Relying
on online translation tools can be a risky business, especially
if you expect too much of it. For the time being, might translation
be something best left to the humans?
Earlier this month the small German town of Homberg-an-der-Efze,
north of Frankfurt, had to pulp an entire print run of its English-language
tourism brochure - after officials used an internet translating
tool to translate the German text.
According to one report, the brochure was "rendered meaningless"
by the online tool.
Martin Wagner, mayor of Homberg-an-der-Efze, admits that the
town made a "blunder". As a result of officials trying
to save money by getting the Internet to do a translator's job,
a total of 7500 brochures had to be binned.
This story highlights some of the pitfalls of translating online.
There are many instant translation tools on the web - but they
are best used for individual words and short phrases, rather than
for brochures, books or anything complex.
For example, one of the joys of the web is that it grants you
access to an array of foreign news sources.

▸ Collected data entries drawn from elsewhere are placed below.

use axum::{
    Json,
    extract::{Query, State, rejection::QueryRejection},
    http::Method,
};
use serde::Deserialize;
use weather_core::{ErrorKind, WeatherRecord, WeatherRequest};

use crate::{error::ApiError, server::AppState};

#[derive(Debug, Deserialize)]
pub struct WeatherQuery {
    pub city: Option<String>,
}

/// `GET /weather?city=<name>`
///
/// Checks run in order: method, city, API key. Only then is the provider called.
pub async fn weather(
    State(state): State<AppState>,
    method: Method,
    query: Result<Query<WeatherQuery>, QueryRejection>,
) -> Result<Json<WeatherRecord>, ApiError> {
    if method != Method::GET {
        return Err(ErrorKind::MethodNotAllowed.into());
    }

    // An undecodable query string is treated like a missing city.
    let city = query.ok().and_then(|Query(q)| q.city);
    let request = WeatherRequest::parse(city.as_deref())?;

    let api_key = state.api_key.as_deref().ok_or(ErrorKind::ApiKeyMissing)?;

    let record = state.provider.fetch(api_key, &request.city).await?;
    Ok(Json(record))
}
use async_trait::async_trait;
use reqwest::{Client, StatusCode};
use serde::{Deserialize, Deserializer, de::DeserializeOwned};
use tracing::{debug, warn};

use crate::{
    error::{ClassifiedError, ErrorKind},
    model::WeatherRecord,
};

use super::WeatherProvider;

/// Client for the WeatherAPI.com `current.json` endpoint.
#[derive(Debug, Clone)]
pub struct WeatherApiProvider {
    base_url: String,
    http: Client,
}

impl WeatherApiProvider {
    pub fn new(base_url: impl Into<String>) -> Self {
        Self::with_client(base_url, Client::new())
    }

    pub fn with_client(base_url: impl Into<String>, http: Client) -> Self {
        Self { base_url: base_url.into(), http }
    }

    fn endpoint(&self) -> String {
        format!("{}/current.json", self.base_url.trim_end_matches('/'))
    }

    async fn fetch_current(&self, api_key: &str, city: &str) -> Result<WeatherRecord, ClassifiedError> {
        let endpoint = self.endpoint();
        // The key stays out of the log line.
        debug!(%endpoint, city, "requesting current weather");

        let res = self
            .http
            .get(&endpoint)
            .query(&[("key", api_key), ("q", city), ("aqi", "no")])
            .send()
            .await
            .map_err(|e| ClassifiedError::new(ErrorKind::RequestFailed).wrap(e.without_url()))?;

        let status = res.status();
        match status {
            StatusCode::OK => {
                let body = res
                    .bytes()
                    .await
                    .map_err(|e| ClassifiedError::new(ErrorKind::ParseResponse).wrap(e.without_url()))?;
                parse_current(&body)
            }
            StatusCode::BAD_REQUEST => Err(ErrorKind::InvalidCity.into()),
            StatusCode::FORBIDDEN => {
                // Drain the body so the connection can be reused; its content is not surfaced.
                match res.bytes().await {
                    Ok(body) => {
                        warn!(status = status.as_u16(), body_len = body.len(), "upstream refused access")
                    }
                    Err(e) => {
                        warn!(status = status.as_u16(), "upstream refused access");
                        debug!(error = %e.without_url(), "failed to read forbidden response body");
                    }
                }
                Err(ErrorKind::ForbiddenAccess.into())
            }
            other => {
                warn!(status = other.as_u16(), "unexpected upstream status");
                Err(ErrorKind::UnexpectedStatus(other.as_u16()).into())
            }
        }
    }
}

#[async_trait]
impl WeatherProvider for WeatherApiProvider {
    async fn fetch(&self, api_key: &str, city: &str) -> Result<WeatherRecord, ClassifiedError> {
        self.fetch_current(api_key, city).await
    }
}

/// Map a 200 body into a record.
///
/// Missing or mistyped containers (`location`, `current`, `condition`) are
/// errors; missing or mistyped leaves fall back to their default.
fn parse_current(body: &[u8]) -> Result<WeatherRecord, ClassifiedError> {
    let value: serde_json::Value = serde_json::from_slice(body)
        .map_err(|e| ClassifiedError::new(ErrorKind::ParseResponse).wrap(e))?;
    if !value.is_object() {
        return Err(ClassifiedError::new(ErrorKind::ParseResponse).wrap("body is not a JSON object"));
    }
    let parsed = WaResponse::deserialize(value)
        .map_err(|e| ClassifiedError::new(ErrorKind::ParseResponse).wrap(e))?;

    let location = parsed.location.ok_or(ErrorKind::LocationMissing)?;
    let current = parsed.current.ok_or(ErrorKind::CurrentMissing)?;
    let condition = current.condition.ok_or(ErrorKind::ConditionMissing)?;

    Ok(WeatherRecord {
        city: location.name,
        region: location.region,
        country: location.country,
        tz_id: location.tz_id,
        temperature: current.temp_c,
        feels_like: current.feelslike_c,
        condition_text: condition.text,
    })
}

/// Deserialize `T`, falling back to `T::default()` when the value has the wrong shape.
fn lenient<'de, D, T>(deserializer: D) -> Result<T, D::Error>
where
    D: Deserializer<'de>,
    T: DeserializeOwned + Default,
{
    let value = serde_json::Value::deserialize(deserializer)?;
    Ok(T::deserialize(value).unwrap_or_default())
}

/// Deserialize a nested object. Anything but a JSON object, arrays included, yields `None`.
fn object<'de, D, T>(deserializer: D) -> Result<Option<T>, D::Error>
where
    D: Deserializer<'de>,
    T: DeserializeOwned,
{
    let value = serde_json::Value::deserialize(deserializer)?;
    if !value.is_object() {
        return Ok(None);
    }
    Ok(T::deserialize(value).ok())
}

#[derive(Debug, Deserialize)]
struct WaLocation {
    #[serde(default, deserialize_with = "lenient")]
    name: String,
    #[serde(default, deserialize_with = "lenient")]
    region: String,
    #[serde(default, deserialize_with = "lenient")]
    country: String,
    #[serde(default, deserialize_with = "lenient")]
    tz_id: Option<String>,
}

#[derive(Debug, Deserialize)]
struct WaCondition {
    #[serde(default, deserialize_with = "lenient")]
    text: Option<String>,
}

#[derive(Debug, Deserialize)]
struct WaCurrent {
    #[serde(default, deserialize_with = "lenient")]
    temp_c: f64,
    #[serde(default, deserialize_with = "lenient")]
    feelslike_c: f64,
    #[serde(default, deserialize_with = "object")]
    condition: Option<WaCondition>,
}

#[derive(Debug, Deserialize)]
struct WaResponse {
    #[serde(default, deserialize_with = "object")]
    location: Option<WaLocation>,
    #[serde(default, deserialize_with = "object")]
    current: Option<WaCurrent>,
}
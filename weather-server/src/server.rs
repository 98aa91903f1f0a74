//! Router construction and the serve loop.

use std::sync::Arc;

use anyhow::Context;
use axum::{Router, routing::any};
use tokio::net::TcpListener;
use tower_http::{
    services::{ServeDir, ServeFile},
    trace::TraceLayer,
};
use tracing::info;
use weather_core::{Config, WeatherProvider, provider_from_config};

use crate::handlers;

/// Read-only state shared by all requests.
#[derive(Clone)]
pub struct AppState {
    pub api_key: Option<Arc<str>>,
    pub provider: Arc<dyn WeatherProvider>,
}

impl AppState {
    pub fn new(api_key: Option<&str>, provider: Arc<dyn WeatherProvider>) -> Self {
        Self { api_key: api_key.map(Arc::from), provider }
    }
}

/// Creates the application router.
pub fn create_app(state: AppState, config: &Config) -> Router {
    let static_dir = &config.static_dir;

    Router::new()
        .route("/weather", any(handlers::weather))
        .with_state(state)
        .nest_service("/static", ServeDir::new(static_dir))
        .route_service("/", ServeFile::new(static_dir.join("index.html")))
        .layer(TraceLayer::new_for_http())
}

/// Starts the server and runs until Ctrl-C.
pub async fn run_server(config: Config) -> anyhow::Result<()> {
    let provider: Arc<dyn WeatherProvider> = Arc::from(provider_from_config(&config)?);
    let state = AppState::new(config.api_key(), provider);
    let app = create_app(state, &config);

    let listener = TcpListener::bind(&config.bind_addr)
        .await
        .with_context(|| format!("Failed to bind {}", config.bind_addr))?;
    info!(addr = %listener.local_addr()?, "server listening");

    axum::serve(listener, app).with_graceful_shutdown(shutdown_signal()).await?;

    info!("server stopped");
    Ok(())
}

async fn shutdown_signal() {
    if let Err(e) = tokio::signal::ctrl_c().await {
        tracing::warn!(error = %e, "failed to listen for shutdown signal");
        std::future::pending::<()>().await;
    }
}
//! Rendering of [`ClassifiedError`] as HTTP responses.

use axum::{
    Json,
    http::StatusCode,
    response::{IntoResponse, Response},
};
use weather_core::{ClassifiedError, ErrorBody, ErrorKind};

/// Handler error: a classified error rendered as `{code, message}` JSON.
#[derive(Debug)]
pub struct ApiError(pub ClassifiedError);

impl From<ClassifiedError> for ApiError {
    fn from(err: ClassifiedError) -> Self {
        Self(err)
    }
}

impl From<ErrorKind> for ApiError {
    fn from(kind: ErrorKind) -> Self {
        Self(kind.into())
    }
}

impl IntoResponse for ApiError {
    fn into_response(self) -> Response {
        let err = self.0;
        if err.is_loggable() {
            tracing::error!(status = err.status(), error = %err, "request failed");
        }

        let status = StatusCode::from_u16(err.status()).unwrap_or(StatusCode::INTERNAL_SERVER_ERROR);
        (status, Json(ErrorBody::from(&err))).into_response()
    }
}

Yet if you were to
use a translation tool to try to make sense of such reports, you
could end up with a rather skewed and surreal view of the world.
Why is foreign text "rendered meaningless" when passed
through an online translation tool? According to Sabine Reul,
who runs a Frankfurt-based translation company, translation tools
have limited uses - and problems arise when web users expect too
much from them.
"A translation tool works for some things," says Reul.

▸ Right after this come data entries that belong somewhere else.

use std::fmt;

use thiserror::Error;

type Cause = Box<dyn std::error::Error + Send + Sync + 'static>;

/// The fixed set of failures the service can report.
///
/// Each kind determines the client-facing message, the HTTP status and
/// whether the failure is worth logging.
#[derive(Debug, Clone, Copy, PartialEq, Eq, Error)]
pub enum ErrorKind {
    #[error("method not allowed")]
    MethodNotAllowed,
    #[error("city parameter is missing")]
    CityMissing,
    #[error("city value too short")]
    CityTooShort,
    #[error("city value too long")]
    CityTooLong,
    #[error("API key not found")]
    ApiKeyMissing,
    #[error("request failed")]
    RequestFailed,
    #[error("failed to parse response")]
    ParseResponse,
    #[error("failed to retrieve location data")]
    LocationMissing,
    #[error("failed to retrieve current weather data")]
    CurrentMissing,
    #[error("failed to retrieve weather condition data")]
    ConditionMissing,
    #[error("invalid city name")]
    InvalidCity,
    #[error("forbidden access")]
    ForbiddenAccess,
    /// Upstream answered with a status we have no mapping for. Upstream
    /// 4xx/5xx codes are passed through, anything else becomes 502.
    #[error("unexpected status code")]
    UnexpectedStatus(u16),
}

impl ErrorKind {
    pub fn status(&self) -> u16 {
        match self {
            ErrorKind::MethodNotAllowed => 405,
            ErrorKind::CityMissing
            | ErrorKind::CityTooShort
            | ErrorKind::CityTooLong
            | ErrorKind::InvalidCity => 400,
            ErrorKind::ForbiddenAccess => 403,
            ErrorKind::ApiKeyMissing
            | ErrorKind::RequestFailed
            | ErrorKind::ParseResponse
            | ErrorKind::LocationMissing
            | ErrorKind::CurrentMissing
            | ErrorKind::ConditionMissing => 500,
            // Below 400 the response could not carry an error body.
            ErrorKind::UnexpectedStatus(code) if (400..=599).contains(code) => *code,
            ErrorKind::UnexpectedStatus(_) => 502,
        }
    }

    /// Client input problems are expected and stay out of the logs.
    pub fn is_loggable(&self) -> bool {
        !matches!(
            self,
            ErrorKind::CityMissing
                | ErrorKind::CityTooShort
                | ErrorKind::CityTooLong
                | ErrorKind::InvalidCity
        )
    }
}

/// An [`ErrorKind`] decorated with an optional underlying cause and an
/// optional JSON payload for diagnostics.
#[derive(Error)]
#[error("{kind}{}", render_cause(.cause))]
pub struct ClassifiedError {
    kind: ErrorKind,
    #[source]
    cause: Option<Cause>,
    data: Option<serde_json::Value>,
}

fn render_cause(cause: &Option<Cause>) -> String {
    cause.as_ref().map(|c| format!(": {c}")).unwrap_or_default()
}

impl ClassifiedError {
    pub fn new(kind: ErrorKind) -> Self {
        Self { kind, cause: None, data: None }
    }

    /// Attach the underlying error. Replaces any previous cause.
    pub fn wrap<E>(mut self, cause: E) -> Self
    where
        E: Into<Cause>,
    {
        self.cause = Some(cause.into());
        self
    }

    pub fn with_data(mut self, data: impl Into<serde_json::Value>) -> Self {
        self.data = Some(data.into());
        self
    }

    pub fn clear_data(mut self) -> Self {
        self.data = None;
        self
    }

    pub fn kind(&self) -> ErrorKind {
        self.kind
    }

    pub fn status(&self) -> u16 {
        self.kind.status()
    }

    pub fn is_loggable(&self) -> bool {
        self.kind.is_loggable()
    }

    /// The kind's message without the cause; safe to show to clients.
    pub fn message(&self) -> String {
        self.kind.to_string()
    }

    pub fn cause(&self) -> Option<&(dyn std::error::Error + Send + Sync + 'static)> {
        self.cause.as_deref()
    }

    pub fn data(&self) -> Option<&serde_json::Value> {
        self.data.as_ref()
    }
}

impl From<ErrorKind> for ClassifiedError {
    fn from(kind: ErrorKind) -> Self {
        Self::new(kind)
    }
}

impl fmt::Debug for ClassifiedError {
    fn fmt(&self, f: &mut fmt::Formatter<'_>) -> fmt::Result {
        f.debug_struct("ClassifiedError")
            .field("kind", &self.kind)
            .field("status", &self.status())
            .field("loggable", &self.is_loggable())
            .field("cause", &self.cause)
            .field("data", &self.data)
            .finish()
    }
}
//! Binary crate for the `weather-server` HTTP service.
//!
//! This crate focuses on:
//! - Parsing CLI arguments
//! - Logging setup
//! - Routing `/weather` requests to the core provider

use clap::Parser;

mod cli;
mod error;
mod handlers;
mod logging;
mod server;

#[tokio::main]
async fn main() -> anyhow::Result<()> {
    // A missing .env file is fine; real environment variables still apply.
    dotenvy::dotenv().ok();

    let cmd = cli::Cli::parse();
    cmd.run().await
}
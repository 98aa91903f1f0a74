//! Core library for the weather proxy service.
//!
//! This crate defines:
//! - Classified errors carrying an HTTP status and a loggable flag
//! - Configuration loading
//! - The weather provider abstraction and the WeatherAPI.com client
//! - Shared domain models (validated requests, records, error bodies)
//!
//! It is used by `weather-server`, but can also be reused by other binaries.

pub mod config;
pub mod error;
pub mod model;
pub mod provider;

pub use config::Config;
pub use error::{ClassifiedError, ErrorKind};
pub use model::{ErrorBody, WeatherRecord, WeatherRequest};
pub use provider::{WeatherProvider, provider_from_config};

"Say a British company wants to order a box of screws from
a German supplier. A sentence like 'We need one box of a certain
type of screw' is something that a machine could translate reasonably
accurately - though primitively."
Yet when it comes to translating blocks of text - words and sentences
that convey thoughts and sentiments - online tools are bound to
fail, she adds. "Beyond simple sentences, the online process
simply doesn't work because machines don't understand grammar
and semantics, never mind idiom and style."

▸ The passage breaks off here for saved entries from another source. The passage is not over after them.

use serde::{Deserialize, Serialize};

use crate::error::{ClassifiedError, ErrorKind};

pub const MIN_CITY_LEN: usize = 2;
pub const MAX_CITY_LEN: usize = 30;

/// A city name that passed validation and may be sent upstream.
#[derive(Debug, Clone, PartialEq, Eq)]
pub struct WeatherRequest {
    pub city: String,
}

impl WeatherRequest {
    /// Validate the raw `city` query value. Length is counted in UTF-8 bytes.
    pub fn parse(city: Option<&str>) -> Result<Self, ClassifiedError> {
        let city = match city {
            Some(c) if !c.is_empty() => c,
            _ => return Err(ErrorKind::CityMissing.into()),
        };

        match city.len() {
            n if n < MIN_CITY_LEN => Err(ErrorKind::CityTooShort.into()),
            n if n > MAX_CITY_LEN => Err(ErrorKind::CityTooLong.into()),
            _ => Ok(Self { city: city.to_owned() }),
        }
    }
}

/// Normalized weather served to clients.
#[derive(Debug, Clone, PartialEq, Serialize, Deserialize)]
pub struct WeatherRecord {
    pub city: String,
    pub region: String,
    pub country: String,
    #[serde(default, skip_serializing_if = "Option::is_none")]
    pub tz_id: Option<String>,
    pub temperature: f64,
    pub feels_like: f64,
    #[serde(default, skip_serializing_if = "Option::is_none")]
    pub condition_text: Option<String>,
}

/// JSON body of every error response.
#[derive(Debug, Clone, PartialEq, Eq, Serialize, Deserialize)]
pub struct ErrorBody {
    pub code: u16,
    pub message: String,
}

impl From<&ClassifiedError> for ErrorBody {
    fn from(err: &ClassifiedError) -> Self {
        Self { code: err.status(), message: err.message() }
    }
}

#[cfg(test)]
mod tests {
    use super::*;

    #[test]
    fn missing_or_empty_city_is_rejected() {
        assert_eq!(WeatherRequest::parse(None).unwrap_err().kind(), ErrorKind::CityMissing);
        assert_eq!(WeatherRequest::parse(Some("")).unwrap_err().kind(), ErrorKind::CityMissing);
    }

    #[test]
    fn city_length_bounds() {
        assert_eq!(WeatherRequest::parse(Some("a")).unwrap_err().kind(), ErrorKind::CityTooShort);
        assert!(WeatherRequest::parse(Some("ab")).is_ok());
        assert!(WeatherRequest::parse(Some("a".repeat(30).as_str())).is_ok());
        assert_eq!(
            WeatherRequest::parse(Some("a".repeat(31).as_str())).unwrap_err().kind(),
            ErrorKind::CityTooLong
        );
    }

    #[test]
    fn city_length_counts_bytes() {
        // "ü" is two bytes in UTF-8.
        let city = "ü".repeat(15);
        assert_eq!(WeatherRequest::parse(Some(city.as_str())).unwrap().city, city);

        let city = "ü".repeat(16);
        assert_eq!(
            WeatherRequest::parse(Some(city.as_str())).unwrap_err().kind(),
            ErrorKind::CityTooLong
        );
        assert!(WeatherRequest::parse(Some("ü")).is_ok());
    }

    #[test]
    fn record_roundtrips_through_json() {
        let record = WeatherRecord {
            city: "Istanbul".into(),
            region: "Istanbul".into(),
            country: "Turkey".into(),
            tz_id: Some("Europe/Istanbul".into()),
            temperature: 19.0,
            feels_like: 17.5,
            condition_text: Some("Sunny".into()),
        };

        let json = serde_json::to_string(&record).unwrap();
        let decoded: WeatherRecord = serde_json::from_str(&json).unwrap();
        assert_eq!(decoded, record);
    }

    #[test]
    fn optional_fields_are_omitted_when_absent() {
        let record = WeatherRecord {
            city: "Oslo".into(),
            region: String::new(),
            country: "Norway".into(),
            tz_id: None,
            temperature: -3.0,
            feels_like: -8.5,
            condition_text: None,
        };

        let value = serde_json::to_value(&record).unwrap();
        assert!(value.get("tz_id").is_none());
        assert!(value.get("condition_text").is_none());
        assert_eq!(value["feels_like"], -8.5);
    }

    #[test]
    fn error_body_hides_cause() {
        let err = ClassifiedError::new(ErrorKind::ParseResponse).wrap("expected value at line 1");
        let body = ErrorBody::from(&err);

        assert_eq!(body, ErrorBody { code: 500, message: "failed to parse response".into() });
    }
}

"Language is not a system of signs in the mechanical sense
of the word", says Reul. "It is a living medium that
is used to convey thought. And that is where machines fail. Human
input is indispensable as long as computers cannot think."
Reul and other translators look forward to the day when clever
computers might help to ease their workload - but that time has
not arrived yet.
"It would be nice if computers could do the job. And certainly
the quest for machine translation has prompted a lot of linguistic
research that may prove valuable in unforeseen ways. But experience
to date confirms that even the most subtle computer program doesn't
think - and you need to be able to think in order to translate."
Until the dawn of thinking computers, online translation tools
are best reserved for words, basic sentences and useful holiday
phrases. For tourism brochures, newspaper reports and the rest,
you will have to rely on some old-fashioned "human input".